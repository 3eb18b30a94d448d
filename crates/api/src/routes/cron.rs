use axum::routing::post;
use axum::Router;

use crate::handlers::cron;
use crate::state::AppState;

/// Job routes mounted at `/cron`, authenticated by the cron secret.
///
/// ```text
/// POST   /booking-reminders     -> run_booking_reminders
/// POST   /invoice-overdue       -> run_invoice_overdue
/// ```
pub fn router() -> Router<AppState> {
    Router::new()
        .route("/booking-reminders", post(cron::run_booking_reminders))
        .route("/invoice-overdue", post(cron::run_invoice_overdue))
}
use axum::http::StatusCode;
use axum::response::{IntoResponse, Response};
use photopro_core::error::CoreError;
use photopro_core::webhook_signature::SignatureError;
use serde_json::json;

/// Application-level error type for HTTP handlers.
///
/// Wraps [`CoreError`] for domain errors and adds HTTP-specific variants.
/// Implements [`IntoResponse`] to produce consistent JSON error responses.
#[derive(Debug, thiserror::Error)]
pub enum AppError {
    /// A domain-level error from `photopro_core`.
    #[error(transparent)]
    Core(#[from] CoreError),

    /// A database error from sqlx.
    #[error("Database error: {0}")]
    Database(#[from] sqlx::Error),

    /// A webhook signature that failed verification.
    #[error("Invalid webhook signature: {0}")]
    Signature(#[from] SignatureError),

    /// Request body failed field validation.
    #[error("Validation failed: {0}")]
    Validation(#[from] validator::ValidationErrors),

    /// A bad request with a human-readable message.
    #[error("Bad request: {0}")]
    BadRequest(String),

    /// An internal error with a human-readable message.
    #[error("Internal error: {0}")]
    InternalError(String),
}

/// Convenience type alias for handler return values.
pub type AppResult<T> = Result<T, AppError>;

impl AppError {
    /// Shorthand for a tenant-scoped lookup miss.
    pub fn not_found(entity: &'static str, id: photopro_core::types::DbId) -> Self {
        AppError::Core(CoreError::NotFound { entity, id })
    }
}

impl IntoResponse for AppError {
    fn into_response(self) -> Response {
        let (status, code, message) = match &self {
            // --- CoreError variants ---
            AppError::Core(core) => match core {
                CoreError::NotFound { entity, id } => (
                    StatusCode::NOT_FOUND,
                    "NOT_FOUND",
                    format!("{entity} with id {id} not found"),
                ),
                CoreError::Validation(msg) => {
                    (StatusCode::BAD_REQUEST, "VALIDATION_ERROR", msg.clone())
                }
                CoreError::Conflict(msg) => (StatusCode::CONFLICT, "CONFLICT", msg.clone()),
                CoreError::Unauthorized(msg) => {
                    (StatusCode::UNAUTHORIZED, "UNAUTHORIZED", msg.clone())
                }
                CoreError::Forbidden(msg) => (StatusCode::FORBIDDEN, "FORBIDDEN", msg.clone()),
                CoreError::Internal(msg) => {
                    tracing::error!(error = %msg, "Internal core error");
                    (
                        StatusCode::INTERNAL_SERVER_ERROR,
                        "INTERNAL_ERROR",
                        "An internal error occurred".to_string(),
                    )
                }
            },

            // --- Database errors ---
            AppError::Database(err) => classify_sqlx_error(err),

            // --- Request errors ---
            AppError::Signature(err) => {
                tracing::warn!(error = %err, "Rejected webhook signature");
                (
                    StatusCode::UNAUTHORIZED,
                    "INVALID_SIGNATURE",
                    err.to_string(),
                )
            }
            AppError::Validation(errors) => (
                StatusCode::BAD_REQUEST,
                "VALIDATION_ERROR",
                errors.to_string(),
            ),
            AppError::BadRequest(msg) => (StatusCode::BAD_REQUEST, "BAD_REQUEST", msg.clone()),
            AppError::InternalError(msg) => {
                tracing::error!(error = %msg, "Internal error");
                (
                    StatusCode::INTERNAL_SERVER_ERROR,
                    "INTERNAL_ERROR",
                    "An internal error occurred".to_string(),
                )
            }
        };

        let body = json!({
            "error": message,
            "code": code,
        });

        (status, axum::Json(body)).into_response()
    }
}

/// Classify a sqlx error into an HTTP status, error code, and message.
///
/// - `RowNotFound` maps to 404.
/// - Unique constraint violations (constraint name starting with `uq_`) map to 409.
/// - Foreign key violations (a referenced client or user does not exist) map to 400.
/// - Everything else maps to 500 with a sanitized message.
fn classify_sqlx_error(err: &sqlx::Error) -> (StatusCode, &'static str, String) {
    match err {
        sqlx::Error::RowNotFound => (
            StatusCode::NOT_FOUND,
            "NOT_FOUND",
            "Resource not found".to_string(),
        ),
        sqlx::Error::Database(db_err) => {
            let constraint = db_err.constraint().unwrap_or("unknown");
            match db_err.code().as_deref() {
                // PostgreSQL unique constraint violation
                Some("23505") if constraint.starts_with("uq_") => {
                    return (
                        StatusCode::CONFLICT,
                        "CONFLICT",
                        format!("Duplicate value violates unique constraint: {constraint}"),
                    );
                }
                // PostgreSQL foreign key violation
                Some("23503") => {
                    return (
                        StatusCode::BAD_REQUEST,
                        "VALIDATION_ERROR",
                        format!("Referenced record does not exist: {constraint}"),
                    );
                }
                _ => {}
            }
            tracing::error!(error = %db_err, "Database error");
            (
                StatusCode::INTERNAL_SERVER_ERROR,
                "INTERNAL_ERROR",
                "An internal error occurred".to_string(),
            )
        }
        other => {
            tracing::error!(error = %other, "Database error");
            (
                StatusCode::INTERNAL_SERVER_ERROR,
                "INTERNAL_ERROR",
                "An internal error occurred".to_string(),
            )
        }
    }
}

#[cfg(test)]
mod tests {
    use super::*;

    fn status_of(err: AppError) -> StatusCode {
        err.into_response().status()
    }

    #[test]
    fn core_errors_map_to_http_statuses() {
        assert_eq!(status_of(AppError::not_found("Booking", 7)), StatusCode::NOT_FOUND);
        assert_eq!(
            status_of(CoreError::Validation("bad".into()).into()),
            StatusCode::BAD_REQUEST
        );
        assert_eq!(
            status_of(CoreError::Unauthorized("no".into()).into()),
            StatusCode::UNAUTHORIZED
        );
        assert_eq!(
            status_of(CoreError::Forbidden("no".into()).into()),
            StatusCode::FORBIDDEN
        );
        assert_eq!(
            status_of(CoreError::Internal("boom".into()).into()),
            StatusCode::INTERNAL_SERVER_ERROR
        );
    }

    #[test]
    fn bad_signature_is_unauthorized() {
        assert_eq!(
            status_of(SignatureError::Mismatch.into()),
            StatusCode::UNAUTHORIZED
        );
    }

    #[test]
    fn row_not_found_is_404() {
        assert_eq!(
            status_of(sqlx::Error::RowNotFound.into()),
            StatusCode::NOT_FOUND
        );
    }
}
//! Pagination helpers for list endpoints.

/// Default page size for list endpoints.
pub const DEFAULT_LIST_LIMIT: i64 = 50;

/// Maximum page size for list endpoints.
pub const MAX_LIST_LIMIT: i64 = 200;

/// Clamp a user-provided limit to `1..=max`, using `default` when absent.
pub fn clamp_limit(limit: Option<i64>, default: i64, max: i64) -> i64 {
    limit.unwrap_or(default).max(1).min(max)
}

/// Clamp a user-provided offset to non-negative.
pub fn clamp_offset(offset: Option<i64>) -> i64 {
    offset.unwrap_or(0).max(0)
}

#[cfg(test)]
mod tests {
    use super::*;

    #[test]
    fn clamp_limit_uses_default_when_none() {
        assert_eq!(clamp_limit(None, 20, 100), 20);
    }

    #[test]
    fn clamp_limit_respects_max() {
        assert_eq!(clamp_limit(Some(200), 20, 100), 100);
    }

    #[test]
    fn clamp_limit_floors_at_one() {
        assert_eq!(clamp_limit(Some(-5), 20, 100), 1);
        assert_eq!(clamp_limit(Some(0), 20, 100), 1);
    }

    #[test]
    fn clamp_offset_defaults_to_zero() {
        assert_eq!(clamp_offset(None), 0);
    }

    #[test]
    fn clamp_offset_floors_at_zero() {
        assert_eq!(clamp_offset(Some(-10)), 0);
    }
}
★ ★ ★ ★ ★
▸ **Your task**: Which lines in the data above hold the string "body"? Return each of them.

▸ **Task result**:
    /// Request body failed field validation.
        let body = json!({
        (status, axum::Json(body)).into_response()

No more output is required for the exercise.